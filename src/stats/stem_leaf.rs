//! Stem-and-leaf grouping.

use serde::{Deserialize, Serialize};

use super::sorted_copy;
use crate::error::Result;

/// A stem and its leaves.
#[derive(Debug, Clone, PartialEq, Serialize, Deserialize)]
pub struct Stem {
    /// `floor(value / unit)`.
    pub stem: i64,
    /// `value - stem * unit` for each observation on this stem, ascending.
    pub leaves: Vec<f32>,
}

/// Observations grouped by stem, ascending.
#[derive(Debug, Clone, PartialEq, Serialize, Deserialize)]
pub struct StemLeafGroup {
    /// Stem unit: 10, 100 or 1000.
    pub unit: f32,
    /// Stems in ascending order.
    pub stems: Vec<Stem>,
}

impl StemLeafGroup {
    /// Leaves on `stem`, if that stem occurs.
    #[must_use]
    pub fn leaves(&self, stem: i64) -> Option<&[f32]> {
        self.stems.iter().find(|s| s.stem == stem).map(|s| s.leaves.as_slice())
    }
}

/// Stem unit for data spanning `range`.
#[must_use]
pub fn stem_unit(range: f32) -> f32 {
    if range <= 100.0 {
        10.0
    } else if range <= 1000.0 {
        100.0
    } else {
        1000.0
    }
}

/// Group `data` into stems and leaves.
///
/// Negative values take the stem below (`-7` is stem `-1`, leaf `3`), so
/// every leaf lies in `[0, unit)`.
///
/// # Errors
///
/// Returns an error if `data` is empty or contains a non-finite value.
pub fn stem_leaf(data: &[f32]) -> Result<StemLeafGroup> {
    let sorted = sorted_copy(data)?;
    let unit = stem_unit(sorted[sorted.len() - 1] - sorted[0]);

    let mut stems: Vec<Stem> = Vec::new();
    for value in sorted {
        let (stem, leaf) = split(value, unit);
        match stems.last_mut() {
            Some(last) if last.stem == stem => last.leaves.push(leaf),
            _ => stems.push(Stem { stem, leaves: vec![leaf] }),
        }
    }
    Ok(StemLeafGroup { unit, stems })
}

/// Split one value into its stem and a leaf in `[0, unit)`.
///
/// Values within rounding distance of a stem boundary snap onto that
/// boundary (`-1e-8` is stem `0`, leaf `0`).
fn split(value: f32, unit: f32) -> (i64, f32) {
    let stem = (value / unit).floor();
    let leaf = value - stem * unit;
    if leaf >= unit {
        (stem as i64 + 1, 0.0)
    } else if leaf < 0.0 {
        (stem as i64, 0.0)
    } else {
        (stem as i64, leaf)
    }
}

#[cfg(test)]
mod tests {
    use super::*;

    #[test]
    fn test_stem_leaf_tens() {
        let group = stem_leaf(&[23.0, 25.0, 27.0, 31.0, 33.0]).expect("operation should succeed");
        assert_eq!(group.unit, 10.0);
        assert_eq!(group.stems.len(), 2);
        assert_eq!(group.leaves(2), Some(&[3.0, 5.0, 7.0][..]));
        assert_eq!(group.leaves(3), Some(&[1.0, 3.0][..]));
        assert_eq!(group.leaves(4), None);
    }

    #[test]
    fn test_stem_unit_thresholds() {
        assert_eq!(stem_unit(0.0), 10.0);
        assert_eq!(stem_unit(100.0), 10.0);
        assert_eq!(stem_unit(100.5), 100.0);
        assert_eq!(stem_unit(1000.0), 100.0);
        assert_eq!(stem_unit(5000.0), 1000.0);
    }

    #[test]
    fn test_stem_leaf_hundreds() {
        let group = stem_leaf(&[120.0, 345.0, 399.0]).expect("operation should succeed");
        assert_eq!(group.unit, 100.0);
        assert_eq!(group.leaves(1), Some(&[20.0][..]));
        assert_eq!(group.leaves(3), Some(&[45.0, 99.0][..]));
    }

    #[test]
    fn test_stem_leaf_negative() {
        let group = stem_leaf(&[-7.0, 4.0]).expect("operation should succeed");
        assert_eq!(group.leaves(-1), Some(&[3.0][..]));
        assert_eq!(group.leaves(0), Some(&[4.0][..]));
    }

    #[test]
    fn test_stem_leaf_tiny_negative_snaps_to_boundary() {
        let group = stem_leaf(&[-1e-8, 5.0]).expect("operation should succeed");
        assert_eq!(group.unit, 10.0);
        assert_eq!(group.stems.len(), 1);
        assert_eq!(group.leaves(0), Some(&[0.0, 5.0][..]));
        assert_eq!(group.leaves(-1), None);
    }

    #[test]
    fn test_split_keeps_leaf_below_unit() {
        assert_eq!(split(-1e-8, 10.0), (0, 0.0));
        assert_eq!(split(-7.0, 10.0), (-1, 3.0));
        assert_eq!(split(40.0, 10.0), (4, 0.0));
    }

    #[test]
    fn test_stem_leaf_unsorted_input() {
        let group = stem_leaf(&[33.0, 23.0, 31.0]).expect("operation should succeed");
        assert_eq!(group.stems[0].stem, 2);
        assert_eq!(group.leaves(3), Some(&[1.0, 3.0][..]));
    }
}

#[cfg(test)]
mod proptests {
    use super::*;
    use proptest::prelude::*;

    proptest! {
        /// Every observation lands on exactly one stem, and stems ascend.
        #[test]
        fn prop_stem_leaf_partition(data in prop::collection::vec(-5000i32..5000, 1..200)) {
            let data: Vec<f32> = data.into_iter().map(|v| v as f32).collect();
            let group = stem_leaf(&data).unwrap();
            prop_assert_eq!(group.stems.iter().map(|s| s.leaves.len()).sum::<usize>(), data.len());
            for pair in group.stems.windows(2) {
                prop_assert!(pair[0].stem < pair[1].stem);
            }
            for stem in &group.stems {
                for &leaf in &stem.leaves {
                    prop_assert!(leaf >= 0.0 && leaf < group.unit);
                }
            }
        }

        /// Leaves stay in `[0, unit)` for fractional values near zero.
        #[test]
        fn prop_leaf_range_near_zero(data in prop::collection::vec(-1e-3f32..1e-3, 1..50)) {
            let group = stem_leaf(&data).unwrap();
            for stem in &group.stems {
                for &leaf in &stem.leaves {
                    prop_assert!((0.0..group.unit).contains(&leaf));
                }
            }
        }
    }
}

::::::::

Exercise instructions: This task calls for every entry above to be transcribed exactly.

Output of the task:
filename src/stats/stem_leaf.rs
//! Stem-and-leaf grouping.

use serde::{Deserialize, Serialize};

use super::sorted_copy;
use crate::error::Result;

/// A stem and its leaves.
#[derive(Debug, Clone, PartialEq, Serialize, Deserialize)]
pub struct Stem {
    /// `floor(value / unit)`.
    pub stem: i64,
    /// `value - stem * unit` for each observation on this stem, ascending.
    pub leaves: Vec<f32>,
}

/// Observations grouped by stem, ascending.
#[derive(Debug, Clone, PartialEq, Serialize, Deserialize)]
pub struct StemLeafGroup {
    /// Stem unit: 10, 100 or 1000.
    pub unit: f32,
    /// Stems in ascending order.
    pub stems: Vec<Stem>,
}

impl StemLeafGroup {
    /// Leaves on `stem`, if that stem occurs.
    #[must_use]
    pub fn leaves(&self, stem: i64) -> Option<&[f32]> {
        self.stems.iter().find(|s| s.stem == stem).map(|s| s.leaves.as_slice())
    }
}

/// Stem unit for data spanning `range`.
#[must_use]
pub fn stem_unit(range: f32) -> f32 {
    if range <= 100.0 {
        10.0
    } else if range <= 1000.0 {
        100.0
    } else {
        1000.0
    }
}

/// Group `data` into stems and leaves.
///
/// Negative values take the stem below (`-7` is stem `-1`, leaf `3`), so
/// every leaf lies in `[0, unit)`.
///
/// # Errors
///
/// Returns an error if `data` is empty or contains a non-finite value.
pub fn stem_leaf(data: &[f32]) -> Result<StemLeafGroup> {
    let sorted = sorted_copy(data)?;
    let unit = stem_unit(sorted[sorted.len() - 1] - sorted[0]);

    let mut stems: Vec<Stem> = Vec::new();
    for value in sorted {
        let (stem, leaf) = split(value, unit);
        match stems.last_mut() {
            Some(last) if last.stem == stem => last.leaves.push(leaf),
            _ => stems.push(Stem { stem, leaves: vec![leaf] }),
        }
    }
    Ok(StemLeafGroup { unit, stems })
}

/// Split one value into its stem and a leaf in `[0, unit)`.
///
/// Values within rounding distance of a stem boundary snap onto that
/// boundary (`-1e-8` is stem `0`, leaf `0`).
fn split(value: f32, unit: f32) -> (i64, f32) {
    let stem = (value / unit).floor();
    let leaf = value - stem * unit;
    if leaf >= unit {
        (stem as i64 + 1, 0.0)
    } else if leaf < 0.0 {
        (stem as i64, 0.0)
    } else {
        (stem as i64, leaf)
    }
}

#[cfg(test)]
mod tests {
    use super::*;

    #[test]
    fn test_stem_leaf_tens() {
        let group = stem_leaf(&[23.0, 25.0, 27.0, 31.0, 33.0]).expect("operation should succeed");
        assert_eq!(group.unit, 10.0);
        assert_eq!(group.stems.len(), 2);
        assert_eq!(group.leaves(2), Some(&[3.0, 5.0, 7.0][..]));
        assert_eq!(group.leaves(3), Some(&[1.0, 3.0][..]));
        assert_eq!(group.leaves(4), None);
    }

    #[test]
    fn test_stem_unit_thresholds() {
        assert_eq!(stem_unit(0.0), 10.0);
        assert_eq!(stem_unit(100.0), 10.0);
        assert_eq!(stem_unit(100.5), 100.0);
        assert_eq!(stem_unit(1000.0), 100.0);
        assert_eq!(stem_unit(5000.0), 1000.0);
    }

    #[test]
    fn test_stem_leaf_hundreds() {
        let group = stem_leaf(&[120.0, 345.0, 399.0]).expect("operation should succeed");
        assert_eq!(group.unit, 100.0);
        assert_eq!(group.leaves(1), Some(&[20.0][..]));
        assert_eq!(group.leaves(3), Some(&[45.0, 99.0][..]));
    }

    #[test]
    fn test_stem_leaf_negative() {
        let group = stem_leaf(&[-7.0, 4.0]).expect("operation should succeed");
        assert_eq!(group.leaves(-1), Some(&[3.0][..]));
        assert_eq!(group.leaves(0), Some(&[4.0][..]));
    }

    #[test]
    fn test_stem_leaf_tiny_negative_snaps_to_boundary() {
        let group = stem_leaf(&[-1e-8, 5.0]).expect("operation should succeed");
        assert_eq!(group.unit, 10.0);
        assert_eq!(group.stems.len(), 1);
        assert_eq!(group.leaves(0), Some(&[0.0, 5.0][..]));
        assert_eq!(group.leaves(-1), None);
    }

    #[test]
    fn test_split_keeps_leaf_below_unit() {
        assert_eq!(split(-1e-8, 10.0), (0, 0.0));
        assert_eq!(split(-7.0, 10.0), (-1, 3.0));
        assert_eq!(split(40.0, 10.0), (4, 0.0));
    }

    #[test]
    fn test_stem_leaf_unsorted_input() {
        let group = stem_leaf(&[33.0, 23.0, 31.0]).expect("operation should succeed");
        assert_eq!(group.stems[0].stem, 2);
        assert_eq!(group.leaves(3), Some(&[1.0, 3.0][..]));
    }
}

#[cfg(test)]
mod proptests {
    use super::*;
    use proptest::prelude::*;

    proptest! {
        /// Every observation lands on exactly one stem, and stems ascend.
        #[test]
        fn prop_stem_leaf_partition(data in prop::collection::vec(-5000i32..5000, 1..200)) {
            let data: Vec<f32> = data.into_iter().map(|v| v as f32).collect();
            let group = stem_leaf(&data).unwrap();
            prop_assert_eq!(group.stems.iter().map(|s| s.leaves.len()).sum::<usize>(), data.len());
            for pair in group.stems.windows(2) {
                prop_assert!(pair[0].stem < pair[1].stem);
            }
            for stem in &group.stems {
                for &leaf in &stem.leaves {
                    prop_assert!(leaf >= 0.0 && leaf < group.unit);
                }
            }
        }

        /// Leaves stay in `[0, unit)` for fractional values near zero.
        #[test]
        fn prop_leaf_range_near_zero(data in prop::collection::vec(-1e-3f32..1e-3, 1..50)) {
            let group = stem_leaf(&data).unwrap();
            for stem in &group.stems {
                for &leaf in &stem.leaves {
                    prop_assert!((0.0..group.unit).contains(&leaf));
                }
            }
        }
    }
}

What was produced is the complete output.